The governor’s statement comes just weeks after he said on a radio program that he was informed by the Treasurer of increased revenue collection and had therefore given the approval for Treasury to pay out in January this year increments for ASG employees in the executive branch.

Then in a Dec. 20 executive order, the governor stated in part that executive branch employees “eligible to receive a step-increment increase shall be granted one step-increment increase, provided that it was included in the Fiscal Year 2012 budget of the employee’s department or agency.”

Togiola revealed the possible problem with payroll when responding to a caller wanting to know why employees of Treasury’s Customs division didn’t get their overtime pay last Friday as promised, adding that there are sufficient funds available to pay the overtime.

The governor said he was not aware of the Customs overtime issue, but would look into the matter and report back on the next radio program.

He also said that he does not want to mix the overtime issue for Customs with what he told directors during a cabinet meeting last Friday, which is — that overtime hours being held up by a department without advising the governor’s office, will be off-set with taking time off.

For example, if a person has eight hours overtime, that person takes a full day off to off-set the overtime hours, he said, adding that this is the same policy when it comes to compensatory or “comp” time.

(Samoa News notes that one of the problems with paying overtime, as stated by the governor, is that overtime hourly compensation does not equal regular hourly compensation, i.e. an overtime hour under federal law must be paid as time and a half, based on the employees pay rate.
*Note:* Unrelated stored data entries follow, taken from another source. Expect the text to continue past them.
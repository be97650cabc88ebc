//! Header names, form fields and endpoint paths of the Bova API

/// Header carrying the body signature
pub const SIGNATURE_HEADER: &str = "Signature";

/// Dispute form field: transaction the dispute is opened on
pub const TRANSACTION_ID_FORM: &str = "transaction_id";
/// Dispute form field: disputed amount
pub const P2P_DISPUTE_AMOUNT_FORM: &str = "p2p_dispute[amount]";
/// Dispute form file part, repeated when a second proof image is attached
pub const P2P_DISPUTE_PROOF_IMAGE_FORM: &str = "p2p_dispute[proof_image]";

/// Content type of uploaded proof images
pub const PROOF_IMAGE_MIME: &str = "application/octet-stream";

pub(crate) const P2P_TRANSACTIONS_PATH: &str = "/p2p_transactions";
pub(crate) const P2P_DISPUTES_PATH: &str = "/p2p_disputes/from_client";
pub(crate) const MASS_TRANSACTIONS_PATH: &str = "/mass_transactions";
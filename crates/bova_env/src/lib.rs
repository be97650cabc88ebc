#![forbid(unsafe_code)]
#![warn(missing_debug_implementations)]

//!
//! Environment of the Bova client: logger setup and log configuration.
//!

#![doc = include_str!(concat!(env!("CARGO_MANIFEST_DIR" ), "/", "README.md"))]

pub mod config;
pub mod logger;

#[doc(inline)]
pub use logger::*;
pub use tracing;
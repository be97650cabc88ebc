//!
//! Structure describing secret.
//!

use std::{fmt, marker::PhantomData};

use crate::{strategy::Strategy, PeekInterface};

///
/// Secret thing.
///
/// To get access to value use method `expose()` of trait [`crate::ExposeInterface`], or
/// borrow it with `peek()` of trait [`crate::PeekInterface`].
///
/// The second generic parameter picks the [`Strategy`] used when the secret is printed with
/// `Debug`; the value itself never reaches the formatter.
///
/// ```
/// use masking::{PeekInterface, Secret};
///
/// let secret: Secret<String> = Secret::new("api-secret".to_string());
///
/// assert_eq!("*** alloc::string::String ***", format!("{secret:?}"));
/// assert_eq!("api-secret", secret.peek());
/// ```
///
pub struct Secret<S, I = crate::WithType>
where
    I: Strategy<S>,
{
    pub(crate) inner_secret: S,
    pub(crate) marker: PhantomData<I>,
}

impl<S, I> Secret<S, I>
where
    I: Strategy<S>,
{
    /// Take ownership of a secret value
    pub fn new(secret: S) -> Self {
        Self {
            inner_secret: secret,
            marker: PhantomData,
        }
    }
}

impl<S, I> From<S> for Secret<S, I>
where
    I: Strategy<S>,
{
    fn from(secret: S) -> Self {
        Self::new(secret)
    }
}

impl<S, I> Clone for Secret<S, I>
where
    S: Clone,
    I: Strategy<S>,
{
    fn clone(&self) -> Self {
        Self::new(self.inner_secret.clone())
    }
}

impl<S, I> PartialEq for Secret<S, I>
where
    S: PartialEq,
    I: Strategy<S>,
{
    fn eq(&self, other: &Self) -> bool {
        self.peek().eq(other.peek())
    }
}

impl<S, I> Eq for Secret<S, I>
where
    S: Eq,
    I: Strategy<S>,
{
}

impl<S, I> fmt::Debug for Secret<S, I>
where
    I: Strategy<S>,
{
    fn fmt(&self, f: &mut fmt::Formatter<'_>) -> fmt::Result {
        I::fmt(&self.inner_secret, f)
    }
}

impl<S, I> Default for Secret<S, I>
where
    S: Default,
    I: Strategy<S>,
{
    fn default() -> Self {
        S::default().into()
    }
}
//!
//! Secret strings.
//!

use std::str::FromStr;

use crate::{Secret, Strategy};

impl<I> FromStr for Secret<String, I>
where
    I: Strategy<String>,
{
    type Err = core::convert::Infallible;

    fn from_str(src: &str) -> Result<Self, Self::Err> {
        Ok(Self::new(src.to_owned()))
    }
}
This means that 8 hours overtime is equal to 12 hours of regular time, and must be paid as such, which means the worker should get a 'full day and a half off'.

In other words, if the employee has 16 hours of overtime, then this person is entitled to 3 "full days off to offset the overtime hours." Under federal law, this is also the case with comp time.

Samoa News understands that the LBJ Medical Center recently went through an audit that identified this problem — paying overtime with comp time, but at the regular hourly rate, not overtime rate. LBJ was ordered to reimburse its employees the hours or pay they were shorted.)